[lbo-talk] compare and contrast

Ted Winslow egwinslow at rogers.com
Tue Apr 17 05:08:19 PDT 2012


Joanna wrote:


> But you don't make interpretive arguments. 99% of the time you just string quotations together.

This isn't true.

In the present case, for instance, the text quoted was supporting this interpretive claim:


> Whatever it is and whatever it does, it's not found "occasionally."
>
> Its distinction of "human" from animal and inanimate activity is what distinguishes Marx's "materialism" from the "the crude, material fetishism ... where not only the difference between man and animal disappears but even the difference between a living organism and an inanimate object."

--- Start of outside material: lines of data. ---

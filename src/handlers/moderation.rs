//! Partner application, review and dispute handlers

use axum::{
    extract::{Path, Query, State},
    http::StatusCode,
    Json,
};
use uuid::Uuid;

use super::{AdminUser, AuthenticatedUser};
use crate::error::ApiResult;
use crate::inventory::RejectRequest;
use crate::models::{ApiResponse, PageRequest, PaginatedResponse, PaginationParams};
use crate::moderation::{
    ApplicationListQuery, CreateDisputeRequest, CreateReviewRequest, Dispute, DisputeListQuery,
    PartnerApplication, PartnerApplicationRequest, Review, UpdateDisputeRequest,
};
use crate::state::AppState;

/// POST /api/bookings/:id/reviews
pub async fn create_review(
    State(state): State<AppState>,
    user: AuthenticatedUser,
    Path(booking_id): Path<Uuid>,
    Json(req): Json<CreateReviewRequest>,
) -> ApiResult<(StatusCode, Json<ApiResponse<Review>>)> {
    let review = state
        .moderation_service
        .create_review(&user.actor(), booking_id, req)
        .await?;
    Ok((StatusCode::CREATED, Json(ApiResponse::ok(review))))
}

/// POST /api/bookings/:id/disputes
pub async fn open_dispute(
    State(state): State<AppState>,
    user: AuthenticatedUser,
    Path(booking_id): Path<Uuid>,
    Json(req): Json<CreateDisputeRequest>,
) -> ApiResult<(StatusCode, Json<ApiResponse<Dispute>>)> {
    let dispute = state
        .moderation_service
        .open_dispute(&user.actor(), booking_id, req)
        .await?;
    Ok((StatusCode::CREATED, Json(ApiResponse::ok(dispute))))
}

/// GET /api/disputes/my
pub async fn list_my_disputes(
    State(state): State<AppState>,
    user: AuthenticatedUser,
    Query(params): Query<PaginationParams>,
) -> ApiResult<Json<ApiResponse<PaginatedResponse<Dispute>>>> {
    let disputes = state
        .moderation_service
        .my_disputes(&user.actor(), params.normalize())
        .await?;
    Ok(Json(ApiResponse::ok(disputes)))
}

/// POST /api/partner-applications
pub async fn submit_application(
    State(state): State<AppState>,
    user: AuthenticatedUser,
    Json(req): Json<PartnerApplicationRequest>,
) -> ApiResult<(StatusCode, Json<ApiResponse<PartnerApplication>>)> {
    let application = state
        .moderation_service
        .submit_application(&user.actor(), req)
        .await?;
    Ok((StatusCode::CREATED, Json(ApiResponse::ok(application))))
}

/// GET /api/partner-applications/me
pub async fn get_my_application(
    State(state): State<AppState>,
    user: AuthenticatedUser,
) -> ApiResult<Json<ApiResponse<PartnerApplication>>> {
    let application = state
        .moderation_service
        .my_application(&user.actor())
        .await?;
    Ok(Json(ApiResponse::ok(application)))
}

/// GET /api/admin/partner-applications
pub async fn list_applications(
    State(state): State<AppState>,
    AdminUser(admin): AdminUser,
    Query(query): Query<ApplicationListQuery>,
) -> ApiResult<Json<ApiResponse<PaginatedResponse<PartnerApplication>>>> {
    let page = PageRequest::from_query(query.page, query.limit);
    let applications = state
        .moderation_service
        .list_applications(&admin.actor(), query.status, page)
        .await?;
    Ok(Json(ApiResponse::ok(applications)))
}

/// PATCH /api/admin/partner-applications/:id/approve
pub async fn approve_application(
    State(state): State<AppState>,
    AdminUser(admin): AdminUser,
    Path(application_id): Path<Uuid>,
) -> ApiResult<Json<ApiResponse<PartnerApplication>>> {
    let application = state
        .moderation_service
        .approve_application(&admin.actor(), application_id)
        .await?;
    Ok(Json(ApiResponse::ok(application)))
}

/// PATCH /api/admin/partner-applications/:id/reject
pub async fn reject_application(
    State(state): State<AppState>,
    AdminUser(admin): AdminUser,
    Path(application_id): Path<Uuid>,
    Json(req): Json<RejectRequest>,
) -> ApiResult<Json<ApiResponse<PartnerApplication>>> {
    let application = state
        .moderation_service
        .reject_application(&admin.actor(), application_id, req)
        .await?;
    Ok(Json(ApiResponse::ok(application)))
}

/// GET /api/admin/disputes
pub async fn list_disputes(
    State(state): State<AppState>,
    AdminUser(admin): AdminUser,
    Query(query): Query<DisputeListQuery>,
) -> ApiResult<Json<ApiResponse<PaginatedResponse<Dispute>>>> {
    let page = PageRequest::from_query(query.page, query.limit);
    let disputes = state
        .moderation_service
        .list_disputes(&admin.actor(), query.status, page)
        .await?;
    Ok(Json(ApiResponse::ok(disputes)))
}

/// PATCH /api/admin/disputes/:id/status
pub async fn update_dispute_status(
    State(state): State<AppState>,
    AdminUser(admin): AdminUser,
    Path(dispute_id): Path<Uuid>,
    Json(req): Json<UpdateDisputeRequest>,
) -> ApiResult<Json<ApiResponse<Dispute>>> {
    let dispute = state
        .moderation_service
        .update_dispute(&admin.actor(), dispute_id, req)
        .await?;
    Ok(Json(ApiResponse::ok(dispute)))
}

Another text supporting the same interpretive claim is the following:

"In creating a world of objects by his personal activity, in his work upon inorganic nature, man proves himself a conscious species-being, i.e., as a being that treats the species as his own essential being, or that treats itself as a species-being. Admittedly animals also produce. They build themselves nests, dwellings, like the bees, beavers, ants, etc. But an animal only produces what it immediately needs for itself or its young. It produces one-sidedly, whilst man produces universally. It produces only under the dominion of immediate physical need, whilst man produces even when he is free from physical need and only truly produces in freedom therefrom. An animal produces only itself, whilst man reproduces the whole of nature. An animal’s product belongs immediately to its physical body, whilst man freely confronts his product. An animal forms only in accordance with the standard and the need of the species to which it belongs, whilst man knows how to produce in accordance with the standard of every species, and knows how to apply everywhere the inherent standard to the object. Man therefore also forms objects in accordance with the laws of beauty."

An interpretive claim supported with text is an interpretive argument.